Chinese nationals running grey businesses in Thailand
The Immigration bureau’s regulations are already comprehensive, but all other organizations involved in foreigners’ visa extensions must work closely together,” said Pol Lt Gen Pakpoompipat.
He stated that Immigration Division 5 requested that local schools submit quarterly reports on the educational outcomes of foreign students with student visas. In the absence of such reports, their visas would be revoked, and the foreigners would be required to leave the country, he said.
Similarly, foundations with foreign staff must report on a regular basis on the activities of those foreigners.
“We did this before the issue became public,” Pol Lt Gen Pakpoompipat explained.
Mr Chuwit claims that a Chinese law firm was established in Thailand to assist Chinese nationals who arrived on 30-day tourist visas, and that a Khon Kaen-based foundation was also involved in the visa-extension racket.
The former politician and massage parlour tycoon who exposed “grey businesses” run by Chinese triads in Thailand, is entitled to a reward of 5% of the assets confiscated from the gangsters, according to Justice Minister Somsak Thepsuthin on Thursday.
The minister praised Mr Chuwit for his bravery in providing information to the ministry about the alleged financial activities of major drug networks.
Mr Somsak described him as a good citizen who would be rewarded with 5% of the assets seized from Chinese nationals operating illegal businesses.
For example, if the seized assets were worth approximately 2 billion baht, Mr Chuwit would receive a cash reward of approximately 100 million baht, according to the minister.
According to Mr Somsak, authorities have confiscated assets worth 6,879 million baht from those involved in the illegal drug trade over the last two months.

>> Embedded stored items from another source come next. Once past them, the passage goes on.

//! Errors surfaced by the runtime.
//!
//! Gameplay rejections are [`ActionResult`](park_core::ActionResult)s and
//! never appear here; these are failures of the plumbing around them.
use thiserror::Error;

use park_core::{ErrorSeverity, GameError, SerialiseError, StateError};

pub use crate::repository::RepositoryError;

pub type Result<T> = std::result::Result<T, RuntimeError>;

#[derive(Debug, Error)]
pub enum RuntimeError {
    #[error("action payload rejected: {0}")]
    Serialise(#[from] SerialiseError),

    #[error(transparent)]
    Repository(#[from] RepositoryError),

    #[error("world state error: {0}")]
    State(#[from] StateError),

    #[error("tick {tick} is behind the current tick {current}")]
    StaleTick { tick: u32, current: u32 },

    #[error("logging already initialised")]
    LoggingInitialised,
}

impl GameError for RuntimeError {
    fn severity(&self) -> ErrorSeverity {
        use RuntimeError::*;
        match self {
            Serialise(err) => err.severity(),
            State(err) => err.severity(),
            StaleTick { .. } => ErrorSeverity::Validation,
            Repository(_) => ErrorSeverity::Recoverable,
            LoggingInitialised => ErrorSeverity::Internal,
        }
    }

    fn error_code(&self) -> &'static str {
        use RuntimeError::*;
        match self {
            Serialise(_) => "RUNTIME_SERIALISE",
            Repository(_) => "RUNTIME_REPOSITORY",
            State(_) => "RUNTIME_STATE",
            StaleTick { .. } => "RUNTIME_STALE_TICK",
            LoggingInitialised => "RUNTIME_LOGGING_INITIALISED",
        }
    }
}
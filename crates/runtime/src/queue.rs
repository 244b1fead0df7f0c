//! Ordered queue of actions awaiting execution.

use std::collections::BTreeMap;

use park_core::Action;

/// Actions keyed by the tick they must run on, then by arrival order.
///
/// Every peer drains the queue in the same order, which is what keeps
/// replicated execution deterministic.
#[derive(Debug, Default)]
pub struct NetworkActionQueue {
    pending: BTreeMap<(u32, u64), Action>,
    next_arrival: u64,
}

impl NetworkActionQueue {
    pub fn new() -> Self {
        Self::default()
    }

    pub fn push(&mut self, tick: u32, action: Action) {
        self.pending.insert((tick, self.next_arrival), action);
        self.next_arrival += 1;
    }

    /// Removes and returns every action scheduled at or before `tick`, in
    /// execution order.
    pub fn pop_ready(&mut self, tick: u32) -> Vec<(u32, Action)> {
        let ready = match tick.checked_add(1) {
            Some(next) => {
                let later = self.pending.split_off(&(next, 0));
                std::mem::replace(&mut self.pending, later)
            }
            None => std::mem::take(&mut self.pending),
        };
        ready
            .into_iter()
            .map(|((tick, _), action)| (tick, action))
            .collect()
    }

    /// Tick of the earliest pending action.
    pub fn next_tick(&self) -> Option<u32> {
        self.pending.keys().next().map(|(tick, _)| *tick)
    }

    pub fn len(&self) -> usize {
        self.pending.len()
    }

    pub fn is_empty(&self) -> bool {
        self.pending.is_empty()
    }
}

#[cfg(test)]
mod tests {
    use super::*;
    use park_core::{GameAction, GroupId, PlayerId, PlayerSetGroupAction};

    fn action(player: i32) -> Action {
        Action::from(PlayerSetGroupAction::new(PlayerId(player), GroupId::USER))
    }

    #[test]
    fn drains_by_tick_then_arrival() {
        let mut queue = NetworkActionQueue::new();
        queue.push(5, action(1));
        queue.push(3, action(2));
        queue.push(5, action(3));
        queue.push(9, action(4));

        let ready = queue.pop_ready(5);
        let order: Vec<_> = ready
            .iter()
            .map(|(tick, action)| match action {
                Action::PlayerSetGroup(set) => (*tick, set.target().0),
                other => panic!("unexpected {}", other.action_type()),
            })
            .collect();
        assert_eq!(order, vec![(3, 2), (5, 1), (5, 3)]);
        assert_eq!(queue.len(), 1);
        assert_eq!(queue.next_tick(), Some(9));
    }

    #[test]
    fn max_tick_drains_everything() {
        let mut queue = NetworkActionQueue::new();
        queue.push(u32::MAX, action(1));
        assert_eq!(queue.pop_ready(u32::MAX).len(), 1);
        assert!(queue.is_empty());
    }
}
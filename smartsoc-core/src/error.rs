//! Error types for the SmartSOC core library.
//!
//! Uses `thiserror` for public API error types with structured variants
//! covering the chat collaborator, transcript storage, configuration, the
//! simulation engine, and display sinks.

use std::path::PathBuf;

/// Top-level error type for the SmartSOC core library.
#[derive(Debug, thiserror::Error)]
pub enum SmartSocError {
    #[error("Chat error: {0}")]
    Chat(#[from] ChatError),

    #[error("Storage error: {0}")]
    Storage(#[from] StorageError),

    #[error("Configuration error: {0}")]
    Config(#[from] ConfigError),

    #[error("Engine error: {0}")]
    Engine(#[from] EngineError),

    #[error("IO error: {0}")]
    Io(#[from] std::io::Error),

    #[error("Serialization error: {0}")]
    Serialization(#[from] serde_json::Error),
}

/// Errors from the chat-completions collaborator.
#[derive(Debug, thiserror::Error)]
pub enum ChatError {
    /// The service answered with a non-success status. `message` is the
    /// text meant for display.
    #[error("Chat service returned HTTP {status}: {message}")]
    Http { status: u16, message: String },

    #[error("Chat transport failed: {message}")]
    Transport { message: String },

    #[error("Chat response parse error: {message}")]
    ResponseParse { message: String },

    #[error("A chat request is already in flight")]
    Busy,

    #[error("Chat query is empty")]
    EmptyQuery,

    #[error("No API key configured (set {var})")]
    MissingApiKey { var: String },
}

/// Errors from reading or writing persisted state.
#[derive(Debug, thiserror::Error)]
pub enum StorageError {
    #[error("Failed to read {path}: {message}")]
    Read { path: PathBuf, message: String },

    #[error("Failed to write {path}: {message}")]
    Write { path: PathBuf, message: String },

    #[error("Corrupt data in {path}: {message}")]
    Corrupt { path: PathBuf, message: String },
}

/// Errors from the configuration system.
#[derive(Debug, thiserror::Error)]
pub enum ConfigError {
    #[error("Invalid configuration: {message}")]
    Invalid { message: String },

    #[error("Invalid delay range for {name}: min {min_ms}ms exceeds max {max_ms}ms")]
    InvalidRange {
        name: String,
        min_ms: u64,
        max_ms: u64,
    },

    #[error("Configuration parse error: {message}")]
    ParseError { message: String },
}

/// Errors from the simulation engine handle.
#[derive(Debug, thiserror::Error)]
pub enum EngineError {
    #[error("Simulation engine has shut down")]
    ShutDown,

    #[error("Simulation engine dropped the reply")]
    NoReply,

    #[error("Event {id} is already in the event log")]
    DuplicateEvent { id: String },
}

/// Errors a display sink may report. The dispatcher logs and swallows these.
#[derive(Debug, thiserror::Error)]
pub enum SinkError {
    /// The sink's render target is not attached; expected and silent.
    #[error("Sink target is not attached")]
    Detached,

    #[error("Sink '{sink}' failed: {message}")]
    Failed { sink: String, message: String },
}

/// A type alias for results using the top-level `SmartSocError`.
pub type Result<T> = std::result::Result<T, SmartSocError>;

#[cfg(test)]
mod tests {
    use super::*;

    #[test]
    fn test_error_display_chat() {
        let err = SmartSocError::Chat(ChatError::Http {
            status: 500,
            message: "rate limited".into(),
        });
        assert_eq!(
            err.to_string(),
            "Chat error: Chat service returned HTTP 500: rate limited"
        );
    }

    #[test]
    fn test_error_display_config_range() {
        let err = SmartSocError::Config(ConfigError::InvalidRange {
            name: "brute_force".into(),
            min_ms: 9000,
            max_ms: 1000,
        });
        assert_eq!(
            err.to_string(),
            "Configuration error: Invalid delay range for brute_force: min 9000ms exceeds max 1000ms"
        );
    }

    #[test]
    fn test_error_display_engine() {
        let err = SmartSocError::Engine(EngineError::ShutDown);
        assert_eq!(err.to_string(), "Engine error: Simulation engine has shut down");
    }

    #[test]
    fn test_error_from_io() {
        let io_err = std::io::Error::new(std::io::ErrorKind::NotFound, "file not found");
        let err: SmartSocError = io_err.into();
        assert!(matches!(err, SmartSocError::Io(_)));
    }

    #[test]
    fn test_error_from_serde() {
        let serde_err = serde_json::from_str::<serde_json::Value>("invalid json").unwrap_err();
        let err: SmartSocError = serde_err.into();
        assert!(matches!(err, SmartSocError::Serialization(_)));
    }

    #[test]
    fn test_sink_error_variants() {
        let err = SinkError::Failed {
            sink: "feed".into(),
            message: "closed".into(),
        };
        assert_eq!(err.to_string(), "Sink 'feed' failed: closed");
        assert_eq!(SinkError::Detached.to_string(), "Sink target is not attached");
    }
}
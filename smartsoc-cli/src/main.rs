//! SmartSOC CLI: terminal dashboard, JSON API server, and chat REPL for the
//! threat simulator.

mod commands;
mod repl;

use clap::Parser;
use std::path::{Path, PathBuf};
use tracing_appender::non_blocking::{NonBlocking, WorkerGuard};
use tracing_subscriber::layer::SubscriberExt;
use tracing_subscriber::util::SubscriberInitExt;
use tracing_subscriber::{EnvFilter, Layer};

/// SmartSOC: a simulated security operations center
#[derive(Parser, Debug)]
#[command(name = "smartsoc", version, about, long_about = None)]
struct Cli {
    /// Workspace directory (reads `.smartsoc/config.toml` from here)
    #[arg(short, long, default_value = ".")]
    workspace: PathBuf,

    /// Increase verbosity (-v, -vv)
    #[arg(short, long, action = clap::ArgAction::Count)]
    verbose: u8,

    /// Only log errors
    #[arg(short, long)]
    quiet: bool,

    #[command(subcommand)]
    command: Commands,
}

#[derive(clap::Subcommand, Debug)]
enum Commands {
    /// Run the simulation with the live feed printed to stdout
    Run {
        /// Stop after this many seconds (runs until Ctrl-C if omitted)
        #[arg(short, long)]
        duration: Option<u64>,

        /// Seed for reproducible runs
        #[arg(long)]
        seed: Option<u64>,
    },
    /// Serve the JSON dashboard API
    Serve {
        /// Bind host (overrides config)
        #[arg(long)]
        host: Option<String>,

        /// Bind port (overrides config)
        #[arg(short, long)]
        port: Option<u16>,

        /// Start generating events immediately
        #[arg(long)]
        start: bool,
    },
    /// Chat with the SOC assistant while the simulation runs in the background
    Chat,
    /// Inspect or clear the stored chat transcript
    History {
        #[command(subcommand)]
        action: HistoryAction,
    },
    /// Inspect configuration
    Config {
        #[command(subcommand)]
        action: ConfigAction,
    },
}

#[derive(clap::Subcommand, Debug)]
enum HistoryAction {
    /// Print the transcript
    Show {
        /// Print raw JSON instead of formatted turns
        #[arg(long)]
        json: bool,
    },
    /// Delete every stored turn
    Clear,
}

#[derive(clap::Subcommand, Debug)]
enum ConfigAction {
    /// Print the effective configuration as TOML
    Show,
    /// Write a default `.smartsoc/config.toml` into the workspace
    Init,
}

fn log_filter(verbose: u8, quiet: bool) -> &'static str {
    match verbose {
        0 if quiet => "error",
        0 => "info",
        1 => "debug",
        _ => "trace",
    }
}

/// Daily rolling JSON log writer under `dir`, creating it if needed.
fn file_log_writer(dir: &Path) -> std::io::Result<(NonBlocking, WorkerGuard)> {
    std::fs::create_dir_all(dir)?;
    let file_appender = tracing_appender::rolling::daily(dir, "smartsoc.log");
    Ok(tracing_appender::non_blocking(file_appender))
}

#[tokio::main]
async fn main() -> anyhow::Result<()> {
    let _ = dotenvy::dotenv();

    let cli = Cli::parse();

    let stderr_layer = tracing_subscriber::fmt::layer()
        .with_target(false)
        .with_writer(std::io::stderr)
        .with_filter(EnvFilter::new(log_filter(cli.verbose, cli.quiet)));

    let log_dir = smartsoc_core::config::data_dir().join("logs");
    let (json_layer, _guard, log_dir_error) = match file_log_writer(&log_dir) {
        Ok((writer, guard)) => {
            let layer = tracing_subscriber::fmt::layer()
                .json()
                .with_writer(writer)
                .with_filter(EnvFilter::new("debug"));
            (Some(layer), Some(guard), None)
        }
        Err(e) => (None, None, Some(e)),
    };

    tracing_subscriber::registry()
        .with(stderr_layer)
        .with(json_layer)
        .init();

    if let Some(e) = log_dir_error {
        tracing::warn!(dir = %log_dir.display(), error = %e, "File logging disabled");
    }

    let workspace = cli
        .workspace
        .canonicalize()
        .unwrap_or_else(|_| std::env::current_dir().unwrap_or_else(|_| PathBuf::from(".")));

    commands::handle_command(cli.command, &workspace).await
}
//! Synthetic event generation.
//!
//! Each category has its own synthesis rule: one actor and one asset are drawn
//! uniformly from the fixed catalogs, category fields come from small fixed
//! vocabularies, and severity follows a per-category rule.

use chrono::Utc;
use rand::Rng;
use rand::distributions::Alphanumeric;
use tracing::debug;

use crate::catalog;
use crate::types::{Actor, Asset, Category, EventRecord, Severity};

const MALWARE_TYPES: [&str; 5] = ["Trojan", "Ransomware", "Backdoor", "Keylogger", "Botnet"];
const PHISHING_CHANNELS: [&str; 4] = ["Email", "SMS", "Voice", "Social Media"];
const INSIDER_ACTIONS: [&str; 4] = [
    "Privilege Escalation",
    "Data Access",
    "Unauthorized Download",
    "Suspicious Login",
];
const DDOS_TYPES: [&str; 4] = ["SYN Flood", "UDP Flood", "HTTP Flood", "DNS Amplification"];
const DATA_TYPES: [&str; 4] = [
    "Customer Data",
    "Financial Records",
    "Intellectual Property",
    "Personal Information",
];

/// Brute-force severity becomes High above this many attempts.
pub const BRUTE_FORCE_HIGH_ATTEMPTS: u64 = 30;

/// Time-based id source. Millisecond stamps are forced strictly increasing so
/// two records created in the same millisecond still get distinct ids.
#[derive(Debug, Default)]
pub struct IdClock {
    last_ms: i64,
}

impl IdClock {
    pub fn next(&mut self, prefix: &str) -> String {
        let now = Utc::now().timestamp_millis();
        self.last_ms = now.max(self.last_ms + 1);
        format!("{}-{}", prefix, self.last_ms)
    }
}

fn pick<'a, T, R: Rng + ?Sized>(items: &'a [T], rng: &mut R) -> &'a T {
    &items[rng.gen_range(0..items.len())]
}

fn random_ip<R: Rng + ?Sized>(rng: &mut R) -> String {
    format!(
        "{}.{}.{}.{}",
        rng.gen_range(0..255),
        rng.gen_range(0..255),
        rng.gen_range(0..255),
        rng.gen_range(0..255)
    )
}

fn random_token<R: Rng + ?Sized>(rng: &mut R, len: usize) -> String {
    rng.sample_iter(&Alphanumeric)
        .take(len)
        .map(|b| (b as char).to_ascii_lowercase())
        .collect()
}

/// Synthesizes `EventRecord`s from the fixed catalogs.
pub struct EventGenerator {
    actors: Vec<Actor>,
    assets: Vec<Asset>,
    insider: Actor,
    event_ids: IdClock,
    incident_ids: IdClock,
}

impl EventGenerator {
    pub fn new() -> Self {
        Self {
            actors: catalog::actors(),
            assets: catalog::assets(),
            insider: catalog::insider_actor(),
            event_ids: IdClock::default(),
            incident_ids: IdClock::default(),
        }
    }

    /// Synthesize one record for `category`.
    pub fn generate<R: Rng + ?Sized>(&mut self, category: Category, rng: &mut R) -> EventRecord {
        let record = match category {
            Category::BruteForce => {
                let attempts = rng.gen_range(10..60);
                self.brute_force(attempts, rng)
            }
            Category::Malware => self.malware(rng),
            Category::Phishing => self.phishing(rng),
            Category::Insider => self.insider(rng),
            Category::Ddos => self.ddos(rng),
            Category::Exfiltration => self.exfiltration(rng),
        };
        debug!(
            id = %record.id,
            category = %record.category,
            severity = %record.severity,
            "Generated event"
        );
        record
    }

    /// Next incident id (`INC-<millis>`).
    pub fn next_incident_id(&mut self) -> String {
        self.incident_ids.next("INC")
    }

    /// Brute-force record with an explicit attempt count.
    pub fn brute_force<R: Rng + ?Sized>(&mut self, attempts: u64, rng: &mut R) -> EventRecord {
        let actor = pick(&self.actors, rng).clone();
        let asset = pick(&self.assets, rng).clone();
        let severity = if attempts > BRUTE_FORCE_HIGH_ATTEMPTS {
            Severity::High
        } else {
            Severity::Medium
        };
        let description = format!(
            "Multiple failed login attempts detected from {} targeting {}",
            actor.name, asset.name
        );
        let destination = asset.ip.clone();
        EventRecord::new(
            self.event_ids.next(Category::BruteForce.prefix()),
            Category::BruteForce,
            severity,
            actor,
            asset,
            description,
            random_ip(rng),
            destination,
        )
        .with_attribute("attempts", attempts)
        .with_attribute("port", 22)
        .with_attribute("protocol", "SSH")
    }

    fn malware<R: Rng + ?Sized>(&mut self, rng: &mut R) -> EventRecord {
        let actor = pick(&self.actors, rng).clone();
        let asset = pick(&self.assets, rng).clone();
        let malware_type = *pick(&MALWARE_TYPES, rng);
        let severity = if malware_type == "Ransomware" {
            Severity::Critical
        } else {
            Severity::High
        };
        let description = format!("{} detected on {}", malware_type, asset.name);
        let destination = asset.ip.clone();
        let signature = format!("Malware.{}.{}", malware_type, rng.gen_range(0..1000));
        EventRecord::new(
            self.event_ids.next(Category::Malware.prefix()),
            Category::Malware,
            severity,
            actor,
            asset,
            description,
            random_ip(rng),
            destination,
        )
        .with_attribute("malware_type", malware_type)
        .with_attribute("hash", random_token(rng, 16))
        .with_attribute("signature", signature)
    }

    fn phishing<R: Rng + ?Sized>(&mut self, rng: &mut R) -> EventRecord {
        let actor = pick(&self.actors, rng).clone();
        let asset = pick(&self.assets, rng).clone();
        let channel = *pick(&PHISHING_CHANNELS, rng);
        let description = format!("{} phishing attempt targeting {}", channel, asset.name);
        let destination = asset.ip.clone();
        let url = format!("https://fake-{}.com", random_token(rng, 9));
        EventRecord::new(
            self.event_ids.next(Category::Phishing.prefix()),
            Category::Phishing,
            Severity::Medium,
            actor,
            asset,
            description,
            random_ip(rng),
            destination,
        )
        .with_attribute("channel", channel)
        .with_attribute("url", url)
        .with_attribute("subject", "Urgent: Verify Your Account")
    }

    fn insider<R: Rng + ?Sized>(&mut self, rng: &mut R) -> EventRecord {
        let asset = pick(&self.assets, rng).clone();
        let action = *pick(&INSIDER_ACTIONS, rng);
        let severity = if action == "Data Access" {
            Severity::High
        } else {
            Severity::Medium
        };
        let description = format!(
            "Suspicious {} activity detected",
            action.to_lowercase()
        );
        let ip = asset.ip.clone();
        let user = format!("user{}", rng.gen_range(0..100));
        EventRecord::new(
            self.event_ids.next(Category::Insider.prefix()),
            Category::Insider,
            severity,
            self.insider.clone(),
            asset,
            description,
            ip.clone(),
            ip,
        )
        .with_attribute("action", action)
        .with_attribute("user", user)
        .with_attribute("department", "IT")
    }

    fn ddos<R: Rng + ?Sized>(&mut self, rng: &mut R) -> EventRecord {
        let actor = pick(&self.actors, rng).clone();
        let asset = pick(&self.assets, rng).clone();
        let attack_type = *pick(&DDOS_TYPES, rng);
        let description = format!("{} DDoS attack targeting {}", attack_type, asset.name);
        let destination = asset.ip.clone();
        let packets: u64 = rng.gen_range(1000..11000);
        let bandwidth: u64 = rng.gen_range(100..1100);
        EventRecord::new(
            self.event_ids.next(Category::Ddos.prefix()),
            Category::Ddos,
            Severity::High,
            actor,
            asset,
            description,
            random_ip(rng),
            destination,
        )
        .with_attribute("attack_type", attack_type)
        .with_attribute("packets_per_second", packets)
        .with_attribute("bandwidth", bandwidth)
    }

    fn exfiltration<R: Rng + ?Sized>(&mut self, rng: &mut R) -> EventRecord {
        let actor = pick(&self.actors, rng).clone();
        let asset = pick(&self.assets, rng).clone();
        let data_type = *pick(&DATA_TYPES, rng);
        let description = format!(
            "Large data transfer detected - possible {} exfiltration",
            data_type.to_lowercase()
        );
        let source = asset.ip.clone();
        let data_size: u64 = rng.gen_range(100..1100);
        let destination = random_ip(rng);
        EventRecord::new(
            self.event_ids.next(Category::Exfiltration.prefix()),
            Category::Exfiltration,
            Severity::Critical,
            actor,
            asset,
            description,
            source,
            destination,
        )
        .with_attribute("data_type", data_type)
        .with_attribute("data_size", data_size)
        .with_attribute("protocol", "HTTPS")
        .with_attribute("port", 443)
    }
}

impl Default for EventGenerator {
    fn default() -> Self {
        Self::new()
    }
}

Chuwit says give money to hospitals
The minister was speaking at a meeting with representatives from 11 state agencies to discuss collaboration and understanding in the seizure of assets from drug traffickers.
Mr. Chuwit, according to the KomChadLuek media outlet, stated that he did not want the reward. Instead, he would direct that the funds be directed to hospitals.
Mr. Chuwit went to the Justice Ministry last month and submitted documents and other information about alleged Chinese triad financial activities in Thailand.
He had previously claimed that after police raided a pub frequented primarily by Chinese nationals in Bangkok’s Yannawa district in late October, a triad boss known as “Mr Tuhao” fled the country on a private jet with the assistance of some state officials.
Small amounts of illegal drugs were discovered on the premises, and a large number of customers tested positive for drug use.
The outspoken former politician had requested that the ministry’s Department of Special Investigation (DSI) investigate the matter and seize the triads’ illegal assets.
Tuhao, Chaiyanat Kornchayanant, later turned himself in to police on November 23 after the Bangkok South Criminal Court issued an arrest warrant for his alleged involvement in the drug trade. He denied all of the charges, but the court denied him bail because he was a flight risk.
Following that, police raided numerous locations throughout Greater Bangkok, including a luxury housing project in Samut Prakan, where the majority of units were discovered to have been purchased through Thai nominees with suspected ties to Mr. Chaiyanat.
Mr Chuwit also handed over documents detailing Mr. Chaiyanat’s and other Chinese nationals’ financial activities to Deputy National Police Chief Pol Gen Surachate Hakparn.
He claimed on Wednesday that three former Immigration Bureau division commanders took bribes in exchange for approving applications for non-immigrant visas for at least 3,325 Chinese nationals who entered Thailand as tourists and stayed.
Mr. Chuwit stated that the fees ranged from 100,000 to 300,000 baht per visa.